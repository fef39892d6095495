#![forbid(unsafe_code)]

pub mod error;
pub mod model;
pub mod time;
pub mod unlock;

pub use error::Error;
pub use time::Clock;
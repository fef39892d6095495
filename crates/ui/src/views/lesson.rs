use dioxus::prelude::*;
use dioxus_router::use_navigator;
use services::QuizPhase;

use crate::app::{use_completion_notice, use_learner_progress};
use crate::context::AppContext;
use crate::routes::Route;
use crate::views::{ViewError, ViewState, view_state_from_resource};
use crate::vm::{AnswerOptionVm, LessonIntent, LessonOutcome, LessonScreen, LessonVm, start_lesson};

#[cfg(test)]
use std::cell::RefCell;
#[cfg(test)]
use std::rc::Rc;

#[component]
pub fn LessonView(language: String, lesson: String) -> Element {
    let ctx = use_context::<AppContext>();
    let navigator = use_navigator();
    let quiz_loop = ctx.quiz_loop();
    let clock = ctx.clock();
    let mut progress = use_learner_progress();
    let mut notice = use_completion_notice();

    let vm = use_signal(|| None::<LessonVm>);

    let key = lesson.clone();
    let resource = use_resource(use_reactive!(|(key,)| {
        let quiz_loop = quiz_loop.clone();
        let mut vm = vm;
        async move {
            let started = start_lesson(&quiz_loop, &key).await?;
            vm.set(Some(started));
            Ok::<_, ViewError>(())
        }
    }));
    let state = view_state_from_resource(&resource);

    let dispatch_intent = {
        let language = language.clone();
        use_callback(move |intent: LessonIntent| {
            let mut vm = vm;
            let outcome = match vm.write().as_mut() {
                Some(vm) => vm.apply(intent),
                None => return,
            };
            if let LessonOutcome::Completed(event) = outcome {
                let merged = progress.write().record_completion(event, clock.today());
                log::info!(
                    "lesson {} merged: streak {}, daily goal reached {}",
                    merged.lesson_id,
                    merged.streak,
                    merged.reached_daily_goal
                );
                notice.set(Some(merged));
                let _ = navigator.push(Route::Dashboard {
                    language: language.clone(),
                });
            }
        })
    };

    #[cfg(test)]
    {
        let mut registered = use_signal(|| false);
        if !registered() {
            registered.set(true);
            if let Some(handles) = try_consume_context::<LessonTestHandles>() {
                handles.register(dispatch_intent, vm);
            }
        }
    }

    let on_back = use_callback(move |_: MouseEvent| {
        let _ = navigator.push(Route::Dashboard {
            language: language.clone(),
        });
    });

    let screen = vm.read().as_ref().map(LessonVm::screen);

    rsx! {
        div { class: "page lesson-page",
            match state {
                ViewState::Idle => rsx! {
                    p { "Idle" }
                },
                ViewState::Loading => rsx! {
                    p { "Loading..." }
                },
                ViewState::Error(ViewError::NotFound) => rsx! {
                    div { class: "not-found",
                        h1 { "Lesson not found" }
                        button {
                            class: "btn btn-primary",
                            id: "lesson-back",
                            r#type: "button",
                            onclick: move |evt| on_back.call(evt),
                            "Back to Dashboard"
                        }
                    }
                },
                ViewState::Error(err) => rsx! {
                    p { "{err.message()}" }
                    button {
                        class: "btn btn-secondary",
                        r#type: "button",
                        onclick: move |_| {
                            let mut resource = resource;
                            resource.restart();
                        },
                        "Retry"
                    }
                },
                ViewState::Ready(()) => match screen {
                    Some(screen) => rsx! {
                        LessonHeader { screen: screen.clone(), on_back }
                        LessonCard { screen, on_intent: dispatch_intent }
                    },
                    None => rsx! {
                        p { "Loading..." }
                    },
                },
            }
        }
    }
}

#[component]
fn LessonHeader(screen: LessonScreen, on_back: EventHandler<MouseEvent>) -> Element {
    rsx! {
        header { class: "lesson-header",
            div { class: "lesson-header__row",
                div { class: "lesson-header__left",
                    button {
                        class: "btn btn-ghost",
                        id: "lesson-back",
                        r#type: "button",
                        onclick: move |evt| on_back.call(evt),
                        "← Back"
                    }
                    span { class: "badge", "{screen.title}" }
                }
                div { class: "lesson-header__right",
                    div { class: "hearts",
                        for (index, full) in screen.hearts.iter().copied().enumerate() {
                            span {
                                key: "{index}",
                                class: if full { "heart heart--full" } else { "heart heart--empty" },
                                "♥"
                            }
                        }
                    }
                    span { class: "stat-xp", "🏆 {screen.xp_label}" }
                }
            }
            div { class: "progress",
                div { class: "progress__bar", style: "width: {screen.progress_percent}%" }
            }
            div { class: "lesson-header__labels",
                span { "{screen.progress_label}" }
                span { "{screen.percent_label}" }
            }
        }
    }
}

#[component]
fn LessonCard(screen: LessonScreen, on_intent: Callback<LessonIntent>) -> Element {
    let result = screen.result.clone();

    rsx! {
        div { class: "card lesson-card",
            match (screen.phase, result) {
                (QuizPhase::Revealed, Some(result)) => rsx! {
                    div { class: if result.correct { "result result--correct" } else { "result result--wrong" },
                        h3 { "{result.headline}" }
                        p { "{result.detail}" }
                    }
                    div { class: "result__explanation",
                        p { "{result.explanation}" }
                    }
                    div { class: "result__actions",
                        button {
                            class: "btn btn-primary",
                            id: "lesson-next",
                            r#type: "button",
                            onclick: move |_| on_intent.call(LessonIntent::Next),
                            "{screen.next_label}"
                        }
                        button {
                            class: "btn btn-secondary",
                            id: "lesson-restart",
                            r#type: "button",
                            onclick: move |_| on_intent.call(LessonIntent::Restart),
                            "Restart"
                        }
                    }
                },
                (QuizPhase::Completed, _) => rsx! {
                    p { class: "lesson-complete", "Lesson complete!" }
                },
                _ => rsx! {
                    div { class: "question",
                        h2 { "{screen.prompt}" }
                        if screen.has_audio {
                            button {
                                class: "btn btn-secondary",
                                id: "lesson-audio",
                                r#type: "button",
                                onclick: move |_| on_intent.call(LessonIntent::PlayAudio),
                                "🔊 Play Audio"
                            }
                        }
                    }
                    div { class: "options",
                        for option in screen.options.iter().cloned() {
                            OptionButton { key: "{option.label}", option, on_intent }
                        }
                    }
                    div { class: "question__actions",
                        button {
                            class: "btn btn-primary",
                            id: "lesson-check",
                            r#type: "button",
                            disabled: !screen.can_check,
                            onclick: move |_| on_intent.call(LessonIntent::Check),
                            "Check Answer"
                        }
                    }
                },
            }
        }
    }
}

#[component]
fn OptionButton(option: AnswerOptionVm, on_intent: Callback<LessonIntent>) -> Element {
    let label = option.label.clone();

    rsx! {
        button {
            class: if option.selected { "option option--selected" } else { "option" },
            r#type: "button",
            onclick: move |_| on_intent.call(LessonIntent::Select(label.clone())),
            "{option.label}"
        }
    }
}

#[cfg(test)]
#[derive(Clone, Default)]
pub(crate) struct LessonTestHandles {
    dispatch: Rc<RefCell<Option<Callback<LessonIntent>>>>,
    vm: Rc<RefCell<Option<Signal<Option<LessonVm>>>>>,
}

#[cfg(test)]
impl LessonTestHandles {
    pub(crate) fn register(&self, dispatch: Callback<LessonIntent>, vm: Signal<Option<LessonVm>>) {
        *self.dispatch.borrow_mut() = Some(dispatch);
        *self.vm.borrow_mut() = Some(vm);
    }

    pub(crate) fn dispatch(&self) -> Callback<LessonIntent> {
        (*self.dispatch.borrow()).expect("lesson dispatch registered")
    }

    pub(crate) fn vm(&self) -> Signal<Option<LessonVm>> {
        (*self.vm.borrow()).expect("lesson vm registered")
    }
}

* * * * * * *

(Try it):
Count the lines of the data that include the string "LessonHeader", and give only that number.

(Your solution):
2